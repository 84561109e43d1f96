#![no_main]

use libfuzzer_sys::fuzz_target;
use multibox::{GroupKey, PublicKey, SecretKey};

fuzz_target!(|data: &str| {
    // Key text forms should never panic
    let _ = PublicKey::try_from(data);
    let _ = SecretKey::try_from(data);
    let _ = GroupKey::try_from(data);
    let _ = PublicKey::try_from(data.as_bytes());
});
//! Key material and envelope types.
//!
//! - [`PublicKey`], [`SecretKey`], [`Keypair`] - X25519 recipient keys
//! - [`GroupKey`] - pre-shared symmetric recipient key
//! - [`SlotKey`] - a resolved `(count, session_key)` pair
//! - [`KeyMaterial`] - whichever key a viewer probes slots with
//! - [`Envelope`] - an owned envelope tagged with its cipher suite

mod envelope;
mod group;
mod public;
mod secret;
mod slot;

pub use envelope::Envelope;
pub use group::GroupKey;
pub use public::PublicKey;
pub use secret::{Keypair, SecretKey};
pub use slot::{KeyMaterial, SlotKey};
//! The recipient capacity limit (`max`).
//!
//! Builder and opener agree on `max` out of band. It bounds how many
//! recipients an envelope may address and how many slots the opener probes.
//! A `Capacity` is validated on construction, so every function taking one
//! can rely on `1 <= max <= 255`.

use core::fmt::{self, Display};

use crate::core::error::{MultiboxError, MultiboxResult};

/// A validated capacity limit in `1..=255`.
///
/// # Example
///
/// ```rust
/// use multibox::Capacity;
///
/// assert_eq!(Capacity::default().get(), 7);
/// assert!(Capacity::new(255).is_ok());
/// assert!(Capacity::new(0).is_err());
/// assert!(Capacity::new(256).is_err());
/// ```
#[derive(Debug, Clone, Copy, PartialEq, Eq, Hash, PartialOrd, Ord)]
pub struct Capacity(u8);

impl Capacity {
    /// The default limit of 7 recipients.
    pub const DEFAULT: Self = Self(7);

    /// The largest limit the single count byte can express.
    pub const MAX: Self = Self(u8::MAX);

    /// Creates a capacity limit.
    ///
    /// # Errors
    ///
    /// Returns `MultiboxError::InvalidConfig` if `max` is outside `1..=255`.
    pub fn new(max: i64) -> MultiboxResult<Self> {
        match u8::try_from(max) {
            Ok(value) if value > 0 => Ok(Self(value)),
            _ => Err(MultiboxError::InvalidConfig { max }),
        }
    }

    /// Returns the limit.
    #[must_use]
    pub const fn get(self) -> u8 {
        self.0
    }

    /// Checks that `count` recipients fit within the limit.
    ///
    /// # Errors
    ///
    /// Returns `MultiboxError::CapacityExceeded` if `count > max`.
    pub fn check(self, count: usize) -> MultiboxResult<()> {
        if count > usize::from(self.0) {
            return Err(MultiboxError::CapacityExceeded {
                count,
                max: self.0,
            });
        }
        Ok(())
    }
}

impl Default for Capacity {
    fn default() -> Self {
        Self::DEFAULT
    }
}

impl TryFrom<i64> for Capacity {
    type Error = MultiboxError;

    fn try_from(max: i64) -> Result<Self, Self::Error> {
        Self::new(max)
    }
}

impl TryFrom<usize> for Capacity {
    type Error = MultiboxError;

    fn try_from(max: usize) -> Result<Self, Self::Error> {
        Self::new(i64::try_from(max).unwrap_or(i64::MAX))
    }
}

impl From<Capacity> for u8 {
    fn from(capacity: Capacity) -> Self {
        capacity.0
    }
}

impl Display for Capacity {
    fn fmt(&self, f: &mut fmt::Formatter<'_>) -> fmt::Result {
        write!(f, "{}", self.0)
    }
}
· · · · ·
What you have to do
An identical copy of the entries above is the expected result.

Solution for this exercise
repository 84561109e43d1f96
#![no_main]

use libfuzzer_sys::fuzz_target;
use multibox::{GroupKey, PublicKey, SecretKey};

fuzz_target!(|data: &str| {
    // Key text forms should never panic
    let _ = PublicKey::try_from(data);
    let _ = SecretKey::try_from(data);
    let _ = GroupKey::try_from(data);
    let _ = PublicKey::try_from(data.as_bytes());
});
//! Key material and envelope types.
//!
//! - [`PublicKey`], [`SecretKey`], [`Keypair`] - X25519 recipient keys
//! - [`GroupKey`] - pre-shared symmetric recipient key
//! - [`SlotKey`] - a resolved `(count, session_key)` pair
//! - [`KeyMaterial`] - whichever key a viewer probes slots with
//! - [`Envelope`] - an owned envelope tagged with its cipher suite

mod envelope;
mod group;
mod public;
mod secret;
mod slot;

pub use envelope::Envelope;
pub use group::GroupKey;
pub use public::PublicKey;
pub use secret::{Keypair, SecretKey};
pub use slot::{KeyMaterial, SlotKey};
//! The recipient capacity limit (`max`).
//!
//! Builder and opener agree on `max` out of band. It bounds how many
//! recipients an envelope may address and how many slots the opener probes.
//! A `Capacity` is validated on construction, so every function taking one
//! can rely on `1 <= max <= 255`.

use core::fmt::{self, Display};

use crate::core::error::{MultiboxError, MultiboxResult};

/// A validated capacity limit in `1..=255`.
///
/// # Example
///
/// ```rust
/// use multibox::Capacity;
///
/// assert_eq!(Capacity::default().get(), 7);
/// assert!(Capacity::new(255).is_ok());
/// assert!(Capacity::new(0).is_err());
/// assert!(Capacity::new(256).is_err());
/// ```
#[derive(Debug, Clone, Copy, PartialEq, Eq, Hash, PartialOrd, Ord)]
pub struct Capacity(u8);

impl Capacity {
    /// The default limit of 7 recipients.
    pub const DEFAULT: Self = Self(7);

    /// The largest limit the single count byte can express.
    pub const MAX: Self = Self(u8::MAX);

    /// Creates a capacity limit.
    ///
    /// # Errors
    ///
    /// Returns `MultiboxError::InvalidConfig` if `max` is outside `1..=255`.
    pub fn new(max: i64) -> MultiboxResult<Self> {
        match u8::try_from(max) {
            Ok(value) if value > 0 => Ok(Self(value)),
            _ => Err(MultiboxError::InvalidConfig { max }),
        }
    }

    /// Returns the limit.
    #[must_use]
    pub const fn get(self) -> u8 {
        self.0
    }

    /// Checks that `count` recipients fit within the limit.
    ///
    /// # Errors
    ///
    /// Returns `MultiboxError::CapacityExceeded` if `count > max`.
    pub fn check(self, count: usize) -> MultiboxResult<()> {
        if count > usize::from(self.0) {
            return Err(MultiboxError::CapacityExceeded {
                count,
                max: self.0,
            });
        }
        Ok(())
    }
}

impl Default for Capacity {
    fn default() -> Self {
        Self::DEFAULT
    }
}

impl TryFrom<i64> for Capacity {
    type Error = MultiboxError;

    fn try_from(max: i64) -> Result<Self, Self::Error> {
        Self::new(max)
    }
}

impl TryFrom<usize> for Capacity {
    type Error = MultiboxError;

    fn try_from(max: usize) -> Result<Self, Self::Error> {
        Self::new(i64::try_from(max).unwrap_or(i64::MAX))
    }
}

impl From<Capacity> for u8 {
    fn from(capacity: Capacity) -> Self {
        capacity.0
    }
}

impl Display for Capacity {
    fn fmt(&self, f: &mut fmt::Formatter<'_>) -> fmt::Result {
        write!(f, "{}", self.0)
    }
}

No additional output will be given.